Their smiles didn't fade. "We can be them," said the father. "We can be whatever you want. Stay here. There will be no pain. No Order of Thymol. Only love. Only family."

The temptation was so strong. But Max's pity, and my anger at it, gave me a hold. I remembered my mission. I remembered the Master. I remembered that outside, villagers were vanishing, perhaps trapped forever in their own dreams.

This was a psychic illusion. It fed on yearning. So, how to fight it? Not with counter-yearning. But with... acceptance that the yearning will never be fulfilled.

I focused. I didn't try to create another illusion. Instead, I did what I'd mulled over in the cave: I asserted reality. My bitter, cynical reality. I projected it outward, not as an attack, but as a statement.

I imagined my real mother's death—vague, cold, a departure that left emptiness. I imagined my real father's face as he shoved me into hiding, full of fear and desperate love, before he was taken. I imagined the years of loneliness, suspicion, the cold of the sanctuary stone. Not as tragedy, but as fact. Dry, unappealing, and irrefutable.

I radiated that out, like a spreading grey mist in the warm room.

The faces of my "parents" began to waver. Their smiles grew stiff. The fireplace dimmed.

"You don't have to do this," hissed the mother, her voice losing its warmth, becoming like the wind. "You could be happy."

"Happiness is an illusion worse than sorrow," I answered, and the words felt right in my cynical mouth. "At least sorrow is honest."

My grey mist spread, choking the illusory light.

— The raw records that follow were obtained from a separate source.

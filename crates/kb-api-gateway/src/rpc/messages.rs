//! Conversion of backend messages into their output form.

use crate::domain::error::{ApiError, ApiResult};
use crate::domain::types::{Conversation, Message, MessageType, MessageUnboxed, MessageValid, MsgSummary};

/// Output summary of a valid message seen by `username`.
///
/// A message is unread when it is newer than the reader's marker, except
/// that messages sent by the reader are never unread.
pub fn summarize(msg: &MessageValid, conv: &Conversation, username: &str, now_ms: i64) -> MsgSummary {
    let own = msg.sender.username == username;
    MsgSummary {
        id: msg.id,
        conversation_id: conv.summary.id.clone(),
        channel: conv.summary.channel.clone(),
        sender: msg.sender.clone(),
        sent_at: msg.sent_at_ms / 1000,
        sent_at_ms: msg.sent_at_ms,
        content: msg.content.clone(),
        prev: msg.prev.clone(),
        unread: !own && msg.id > conv.read_msg_id,
        revoked_device: msg.revoked_device,
        kbfs_encrypted: msg.kbfs_encrypted,
        is_ephemeral: msg.is_ephemeral,
        is_ephemeral_expired: msg.is_ephemeral_expired(now_ms),
        e_time: msg.etime,
        reactions: msg.reactions.clone(),
        has_pairwise_macs: msg.has_pairwise_macs,
        at_mention_usernames: msg.at_mentions.clone(),
        channel_mention: msg.channel_mention.clone(),
        channel_name_mentions: msg.channel_name_mentions.clone(),
        bot_info: msg.bot.clone(),
    }
}

/// Format a page of messages for `read` and `get`.
///
/// Errors are always reported in place, even with `unread_only`. Outbox
/// entries, placeholders and TLF name messages are skipped. A message whose
/// state is unknown fails the call.
pub fn format_messages(
    messages: &[MessageUnboxed],
    conv: &Conversation,
    username: &str,
    unread_only: bool,
    now_ms: i64,
) -> ApiResult<Vec<Message>> {
    let mut out = Vec::with_capacity(messages.len());
    for message in messages {
        match message {
            MessageUnboxed::Valid(valid) => {
                if valid.content.message_type == MessageType::Tlfname {
                    continue;
                }
                let summary = summarize(valid, conv, username, now_ms);
                if unread_only && !summary.unread {
                    continue;
                }
                out.push(Message {
                    msg: Some(summary),
                    error: None,
                });
            }
            MessageUnboxed::Error { err_msg } => {
                out.push(Message {
                    msg: None,
                    error: Some(err_msg.clone()),
                });
            }
            MessageUnboxed::Outbox | MessageUnboxed::Placeholder => continue,
            MessageUnboxed::Undecodable(_) => {
                return Err(ApiError::server_error("invalid message: unknown state"));
            }
        }
    }
    Ok(out)
}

The room began to crack, like breaking glass. Behind it, I saw the forest returning—dark, cold, real.

Then, I heard Max's scream.

I turned. In his world, the sunny meadow turned gloomy. His imaginary siblings stopped laughing. Their faces went blank, then shifted, elongating, becoming something hungry and pale green. They were no longer children, but something resembling moving tree roots, reaching for him.

Max fell, terrified. He was too attached to his happiness, too trusting. And now, as the illusion turned into a nightmare, he was unprepared.

I had to act. But how? I couldn't enter his illusion. Or... could I?

With the last of my energy and focus, I concentrated on Max. I didn't try to create an image. I created a feeling. The feeling of the words I often told him in annoyance: "Don't be an idiot." But I wrapped it in a tone that was almost... familiar. A rough but familiar disapproval. A reminder that outside this dream, there was someone who would keep calling him naive, and that, strangely, was something real.

I projected that "taste" through the empathic bridge that had formed between us, piercing the layers of his dream illusion.

Max, being dragged by the creepy roots, suddenly turned his head. His terrified eyes found my transparent image amid the crumbling of his world. He saw my cynical expression—not at his nightmare, but at his terrified self.

And something in him hardened.

He screamed, not in fear, but in anger. Anger at himself, anger at the illusion that toyed with him, anger at me for seeing him weak. That anger was bright yellow and burnt orange, a strong, real emotion.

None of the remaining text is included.